The turning point came at her first Society for Neuroscience Conference, where she presented research on neuron morphology in models of schizophrenia and Rett syndrome. Surrounded by thousands of scientists who shared her obsession, she found her community. She dropped pre-med, declared neuroscience as her major, and completed a senior thesis on neuroinflammation in Schizophrenia and Rett Syndrome, a thread that would run through everything that followed.
Webster went on to earn her PhD in Neuroscience from the University of Alabama at Birmingham, where she focused her expertise in neuroinflammation on understanding Parkinson’s and Alzheimer’s disease.

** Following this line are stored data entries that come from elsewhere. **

use std::path::{Path, PathBuf};
use std::sync::Arc;

use chrono::Utc;
use serde::Serialize;
use telecare_core::emergency::{Geolocator, NoGeolocator};
use telecare_core::models::{
    AppointmentPayload, EmergencyEventPayload, HealthRecordPayload, PatientPayload,
    PrescriptionPayload, VoiceCommandLogPayload,
};
use telecare_core::network::{ConnectivityProbe, HttpProbe};
use telecare_core::sync::{HttpSyncTransport, SyncTransport, UnconfiguredTransport};
use telecare_core::util::compact_text;
use telecare_core::{Collection, OfflineEngine, Record, RecordId, SyncSettings};

use crate::error::CliError;

#[derive(Debug, Serialize)]
pub struct RecordListItem {
    pub id: String,
    pub collection: String,
    pub owner_id: Option<String>,
    pub record_date: Option<String>,
    pub summary: String,
    pub sync_status: String,
    pub server_id: Option<String>,
    pub last_error: Option<String>,
    pub created_at: i64,
    pub updated_at: i64,
    pub relative_time: String,
    pub payload: serde_json::Value,
}

/// Settings from the optional JSON file, then `TELECARE_*` variables, then
/// the command line.
pub fn resolve_settings(
    cli_db_path: Option<PathBuf>,
    config_path: Option<&Path>,
) -> Result<SyncSettings, CliError> {
    let base = match config_path {
        Some(path) => SyncSettings::load_from_path(path)?,
        None => SyncSettings::default(),
    };
    let mut settings = base.with_env_overrides()?;

    let db_path = cli_db_path
        .or_else(|| settings.db_path.clone())
        .unwrap_or_else(default_db_path);
    settings.db_path = Some(db_path);
    // The process exits right after each command, so writes are pushed by
    // `telecare sync` rather than by detached background drains.
    settings.drain_on_write = false;
    Ok(settings)
}

pub fn default_db_path() -> PathBuf {
    dirs::data_dir()
        .unwrap_or_else(|| PathBuf::from("."))
        .join("telecare")
        .join("telecare.db")
}

pub fn build_transport(settings: &SyncSettings) -> Result<Arc<dyn SyncTransport>, CliError> {
    match &settings.api_base_url {
        Some(base_url) => Ok(Arc::new(HttpSyncTransport::new(
            base_url.clone(),
            settings.api_token.clone(),
            settings.request_timeout(),
        )?)),
        None => Ok(Arc::new(UnconfiguredTransport)),
    }
}

pub async fn open_engine(settings: &SyncSettings) -> Result<OfflineEngine, CliError> {
    open_engine_with(settings, Arc::new(NoGeolocator)).await
}

pub async fn open_engine_with(
    settings: &SyncSettings,
    geolocator: Arc<dyn Geolocator>,
) -> Result<OfflineEngine, CliError> {
    let engine =
        OfflineEngine::initialize(settings.clone(), build_transport(settings)?, geolocator).await?;
    if engine.store().is_degraded() {
        eprintln!("Warning: local database unavailable, changes will not survive this run");
    }
    Ok(engine)
}

/// Probe the health endpoint once and report the result to the engine's
/// monitor. Stays offline when no service is configured.
pub async fn probe_connectivity(engine: &OfflineEngine) -> Result<bool, CliError> {
    let Some(url) = engine.settings().health_url() else {
        return Ok(false);
    };
    let probe = HttpProbe::new(url, engine.settings().request_timeout())?;
    let reachable = probe.is_reachable().await;
    engine.monitor().set_online(reachable);
    Ok(reachable)
}

pub fn parse_record_id(id: &str) -> Result<RecordId, CliError> {
    let trimmed = id.trim();
    if trimmed.is_empty() {
        return Err(CliError::EmptyRecordId);
    }
    trimmed
        .parse()
        .map_err(|_| CliError::InvalidRecordId(trimmed.to_string()))
}

pub fn normalize_name(parts: &[String]) -> String {
    compact_text(&parts.join(" "))
}

pub fn format_record_lines(records: &[Record]) -> Vec<String> {
    let now_ms = Utc::now().timestamp_millis();
    records
        .iter()
        .map(|record| {
            let id = record.id.to_string();
            let short_id = id.chars().take(13).collect::<String>();
            let summary = truncate(&record_summary(record), 48);
            let relative_time = format_relative_time(record.updated_at, now_ms);
            let status = record.sync_status.as_str();

            match &record.last_error {
                Some(error) => format!(
                    "{short_id:<13}  {status:<7}  {summary:<48}  {relative_time:<10}  {}",
                    truncate(error, 60)
                ),
                None => format!("{short_id:<13}  {status:<7}  {summary:<48}  {relative_time}"),
            }
        })
        .collect()
}

pub fn record_to_list_item(record: &Record) -> RecordListItem {
    let now_ms = Utc::now().timestamp_millis();
    RecordListItem {
        id: record.id.to_string(),
        collection: record.collection.to_string(),
        owner_id: record.owner_id.clone(),
        record_date: record.record_date.clone(),
        summary: record_summary(record),
        sync_status: record.sync_status.to_string(),
        server_id: record.server_id.clone(),
        last_error: record.last_error.clone(),
        created_at: record.created_at,
        updated_at: record.updated_at,
        relative_time: format_relative_time(record.updated_at, now_ms),
        payload: record.payload.clone(),
    }
}

/// One-line description of a record's payload.
pub fn record_summary(record: &Record) -> String {
    let summary = match record.collection {
        Collection::Patient => record
            .decode::<PatientPayload>()
            .map(|patient| match patient.village {
                Some(village) => format!("{} ({village})", patient.name),
                None => patient.name,
            }),
        Collection::Appointment => record.decode::<AppointmentPayload>().map(|appointment| {
            format!(
                "{} with {} at {}",
                appointment.status, appointment.doctor_id, appointment.scheduled_at
            )
        }),
        Collection::Prescription => record.decode::<PrescriptionPayload>().map(|prescription| {
            let count = prescription.medications.len();
            format!(
                "{count} medication{} on {}",
                if count == 1 { "" } else { "s" },
                prescription.issued_on
            )
        }),
        Collection::HealthRecord => record
            .decode::<HealthRecordPayload>()
            .map(|entry| format!("{}: {}", entry.record_type, entry.summary)),
        Collection::VoiceCommandLog => record
            .decode::<VoiceCommandLogPayload>()
            .map(|entry| format!("[{}] {}", entry.language, entry.transcript)),
        Collection::EmergencyEvent => record.decode::<EmergencyEventPayload>().map(|alert| {
            alert.message.map_or_else(
                || format!("SOS {}", alert.status),
                |message| format!("SOS {}: {message}", alert.status),
            )
        }),
    };

    summary.map_or_else(|_| "(unreadable payload)".to_string(), |text| compact_text(&text))
}

pub fn truncate(text: &str, max_chars: usize) -> String {
    let collapsed = text.split_whitespace().collect::<Vec<_>>().join(" ");
    if collapsed.chars().count() <= max_chars {
        collapsed
    } else {
        let take_len = max_chars.saturating_sub(3);
        let mut truncated = collapsed.chars().take(take_len).collect::<String>();
        truncated.push_str("...");
        truncated
    }
}

pub fn format_sync_timestamp(timestamp_ms: i64) -> String {
    chrono::DateTime::from_timestamp_millis(timestamp_ms).map_or_else(
        || timestamp_ms.to_string(),
        |date_time| date_time.format("%Y-%m-%d %H:%M:%S UTC").to_string(),
    )
}

pub fn format_relative_time(timestamp_ms: i64, now_ms: i64) -> String {
    let diff = now_ms.saturating_sub(timestamp_ms);
    let minute = 60_000;
    let hour = 60 * minute;
    let day = 24 * hour;
    let week = 7 * day;

    if diff < minute {
        "just now".to_string()
    } else if diff < hour {
        format!("{}m ago", diff / minute)
    } else if diff < day {
        format!("{}h ago", diff / hour)
    } else if diff < week {
        format!("{}d ago", diff / day)
    } else {
        format!("{}w ago", diff / week)
    }
}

Recognised with scholarships and awards for her contributions, she recently defended her dissertation and secured a post-doctoral fellowship at the Mayo Clinic, Phoenix, Arizona, considered among the very best in the world. There, she is advancing translational immunotherapy approaches aimed at modifying the course of these devastating diseases.
Her goal is to lead her own independent research laboratory, mentor the next generation of scientists, including those coming up from Jamaica, and keep pushing the boundaries of what is possible in neurodegeneration research.